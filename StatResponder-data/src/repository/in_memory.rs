use std::collections::HashMap;
use std::sync::{Arc, Mutex};

use async_trait::async_trait;

use crate::models::user_data::{EmergencyContact, MedicalInfo, UserDocument};
use super::errors::RepositoryError;
use super::user_data::UserDataRepositoryTrait;

/// In-memory storage of user documents, used when no durable backend is configured
#[derive(Debug, Clone, Default)]
pub struct InMemoryRepository {
    documents: Arc<Mutex<HashMap<String, UserDocument>>>,
}

impl InMemoryRepository {
    /// Create a new in-memory repository
    pub fn new() -> Self {
        Self::default()
    }

    /// Snapshot of a user's document without creating it
    pub fn snapshot(&self, user_id: &str) -> Result<Option<UserDocument>, RepositoryError> {
        let store = self.documents.lock()?;
        Ok(store.get(user_id).cloned())
    }
}

#[async_trait]
impl UserDataRepositoryTrait for InMemoryRepository {
    async fn load_or_create(&self, user_id: &str) -> Result<UserDocument, RepositoryError> {
        let mut store = self.documents.lock()?;
        Ok(store.entry(user_id.to_string()).or_default().clone())
    }

    async fn insert_contact(&self, user_id: &str, contact: &EmergencyContact) -> Result<(), RepositoryError> {
        let mut store = self.documents.lock()?;
        let doc = store.entry(user_id.to_string()).or_default();

        if doc.contact_index(&contact.id).is_some() {
            return Err(RepositoryError::Validation(format!("duplicate contact id {}", contact.id)));
        }

        doc.emergency_contacts.push(contact.clone());
        Ok(())
    }

    async fn replace_contact(&self, user_id: &str, contact: &EmergencyContact) -> Result<bool, RepositoryError> {
        let mut store = self.documents.lock()?;
        let Some(doc) = store.get_mut(user_id) else {
            return Ok(false);
        };

        match doc.contact_index(&contact.id) {
            Some(index) => {
                doc.emergency_contacts[index] = contact.clone();
                Ok(true)
            }
            None => Ok(false),
        }
    }

    async fn remove_contact(&self, user_id: &str, contact_id: &str) -> Result<bool, RepositoryError> {
        let mut store = self.documents.lock()?;
        let Some(doc) = store.get_mut(user_id) else {
            return Ok(false);
        };

        match doc.contact_index(contact_id) {
            Some(index) => {
                doc.emergency_contacts.remove(index);
                Ok(true)
            }
            None => Ok(false),
        }
    }

    async fn save_medical_info(&self, user_id: &str, info: &MedicalInfo) -> Result<(), RepositoryError> {
        let mut store = self.documents.lock()?;
        store.entry(user_id.to_string()).or_default().medical_info = Some(info.clone());
        Ok(())
    }

    fn backend_name(&self) -> &'static str {
        "memory"
    }
}
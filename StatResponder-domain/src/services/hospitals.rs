//! Nearby hospital lookup through the Google Places nearby search

use std::sync::Arc;
use std::time::Duration;

use async_trait::async_trait;
use reqwest::Client;
use serde::Deserialize;
use tracing::{debug, error, info};

use crate::config::GuidanceConfig;
use crate::entities::{Hospital, UserLocation};
use crate::services::guidance::GuidanceError;

/// Default Places nearby search endpoint
pub const PLACES_NEARBY_URL: &str = "https://maps.googleapis.com/maps/api/place/nearbysearch/json";

/// Search radius in meters
pub const SEARCH_RADIUS_METERS: u32 = 30_000;

/// Source of nearby places
#[cfg_attr(test, mockall::automock)]
#[async_trait]
pub trait PlacesClient: Send + Sync {
    /// Hospitals within the search radius of `location`
    async fn nearby_hospitals(&self, location: UserLocation) -> Result<Vec<Hospital>, GuidanceError>;
}

#[derive(Debug, Deserialize)]
struct PlacesResponse {
    status: String,
    #[serde(default)]
    error_message: Option<String>,
    #[serde(default)]
    results: Vec<PlaceResult>,
}

#[derive(Debug, Deserialize)]
struct PlaceResult {
    name: String,
    #[serde(default)]
    vicinity: String,
    place_id: String,
}

/// Parse a nearby search reply. Any status other than `OK` is an error,
/// including `ZERO_RESULTS`.
pub fn parse_places_response(body: &str) -> Result<Vec<Hospital>, GuidanceError> {
    let response: PlacesResponse = serde_json::from_str(body)
        .map_err(|e| GuidanceError::MalformedResponse(format!("Places API reply: {}", e)))?;

    if response.status != "OK" {
        return Err(GuidanceError::Upstream(format!(
            "Places API request failed with status: {}. {}",
            response.status,
            response.error_message.unwrap_or_default()
        ).trim_end().to_string()));
    }

    Ok(response
        .results
        .into_iter()
        .map(|place| Hospital {
            name: place.name,
            vicinity: place.vicinity,
            place_id: place.place_id,
        })
        .collect())
}

/// [`PlacesClient`] calling the Google Places API
#[derive(Debug, Clone)]
pub struct GooglePlacesClient {
    client: Client,
    api_key: String,
    url: String,
}

impl GooglePlacesClient {
    pub fn new(api_key: impl Into<String>, timeout: Duration) -> Result<Self, GuidanceError> {
        let client = Client::builder().timeout(timeout).build()?;
        Ok(Self {
            client,
            api_key: api_key.into(),
            url: PLACES_NEARBY_URL.to_string(),
        })
    }

    /// Use a different nearby search endpoint
    pub fn with_url(mut self, url: impl Into<String>) -> Self {
        self.url = url.into();
        self
    }
}

#[async_trait]
impl PlacesClient for GooglePlacesClient {
    async fn nearby_hospitals(&self, location: UserLocation) -> Result<Vec<Hospital>, GuidanceError> {
        let location_param = format!("{},{}", location.latitude, location.longitude);
        let radius = SEARCH_RADIUS_METERS.to_string();

        debug!("Searching hospitals near {}", location);
        let response = self
            .client
            .get(&self.url)
            .query(&[
                ("location", location_param.as_str()),
                ("radius", radius.as_str()),
                ("type", "hospital"),
                ("key", self.api_key.as_str()),
            ])
            .send()
            .await?;

        let body = response.text().await?;
        parse_places_response(&body).map_err(|e| {
            error!("Error fetching nearby hospitals: {}", e);
            e
        })
    }
}

/// Hospital lookup with input checks in front of a places client
pub struct HospitalService {
    client: Option<Arc<dyn PlacesClient>>,
}

impl HospitalService {
    pub fn new(client: Option<Arc<dyn PlacesClient>>) -> Self {
        Self { client }
    }

    /// Whether lookups can be made
    pub fn is_configured(&self) -> bool {
        self.client.is_some()
    }

    /// Hospitals near the given coordinates
    pub async fn find_nearby(&self, latitude: f64, longitude: f64) -> Result<Vec<Hospital>, GuidanceError> {
        let location = UserLocation::new(latitude, longitude)
            .map_err(|e| GuidanceError::Validation(e.to_string()))?;

        let client = self.client.as_ref().ok_or_else(|| {
            GuidanceError::Configuration("GOOGLE_API_KEY environment variable is not set.".to_string())
        })?;

        let hospitals = client.nearby_hospitals(location).await?;
        info!("Found {} hospitals near {}", hospitals.len(), location);
        Ok(hospitals)
    }
}

/// Build the hospital service, wiring the Places client when a key is configured
pub fn create_hospital_service(config: &GuidanceConfig) -> Result<HospitalService, GuidanceError> {
    let client: Option<Arc<dyn PlacesClient>> = match &config.places_api_key {
        Some(key) => Some(Arc::new(GooglePlacesClient::new(key.clone(), config.http_timeout)?)),
        None => None,
    };
    Ok(HospitalService::new(client))
}
#[cfg(test)]
mod api_routes_tests {
    use axum::{
        body::{to_bytes, Body},
        http::{Request, StatusCode},
    };
    use tower::ServiceExt;

    use crate::api::routes::tests::create_test_app;

    #[tokio::test]
    async fn test_openapi_document_is_served() {
        let app = create_test_app().await;

        let request = Request::builder()
            .uri("/api-docs/openapi.json")
            .method("GET")
            .body(Body::empty())
            .unwrap();

        let response = app.router.oneshot(request).await.unwrap();
        assert_eq!(response.status(), StatusCode::OK);

        let body = to_bytes(response.into_body(), usize::MAX).await.unwrap();
        let doc: serde_json::Value = serde_json::from_slice(&body).unwrap();
        assert_eq!(doc["info"]["title"], "StatResponder API");
        assert!(doc["paths"]["/api/v1/contacts"].is_object());
    }

    #[tokio::test]
    async fn test_cors_preflight_is_allowed() {
        let app = create_test_app().await;

        let request = Request::builder()
            .uri("/api/v1/contacts")
            .method("OPTIONS")
            .header("origin", "http://localhost:9002")
            .header("access-control-request-method", "POST")
            .body(Body::empty())
            .unwrap();

        let response = app.router.oneshot(request).await.unwrap();
        assert_eq!(response.status(), StatusCode::OK);
        assert_eq!(
            response.headers().get("access-control-allow-origin").unwrap(),
            "*"
        );
    }

    #[tokio::test]
    async fn test_unknown_route_is_not_found() {
        let app = create_test_app().await;

        let request = Request::builder()
            .uri("/api/v1/appointments")
            .body(Body::empty())
            .unwrap();

        let response = app.router.oneshot(request).await.unwrap();
        assert_eq!(response.status(), StatusCode::NOT_FOUND);
    }
}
------------------------------------------------------------
Nothing past the line containing "use super::user_data::UserDataRepositoryTrait;" should be restated; transcribe the material exactly from its first line through that line.

filename StatResponder-data/src/repository/in_memory.rs
use std::collections::HashMap;
use std::sync::{Arc, Mutex};

use async_trait::async_trait;

use crate::models::user_data::{EmergencyContact, MedicalInfo, UserDocument};
use super::errors::RepositoryError;
use super::user_data::UserDataRepositoryTrait;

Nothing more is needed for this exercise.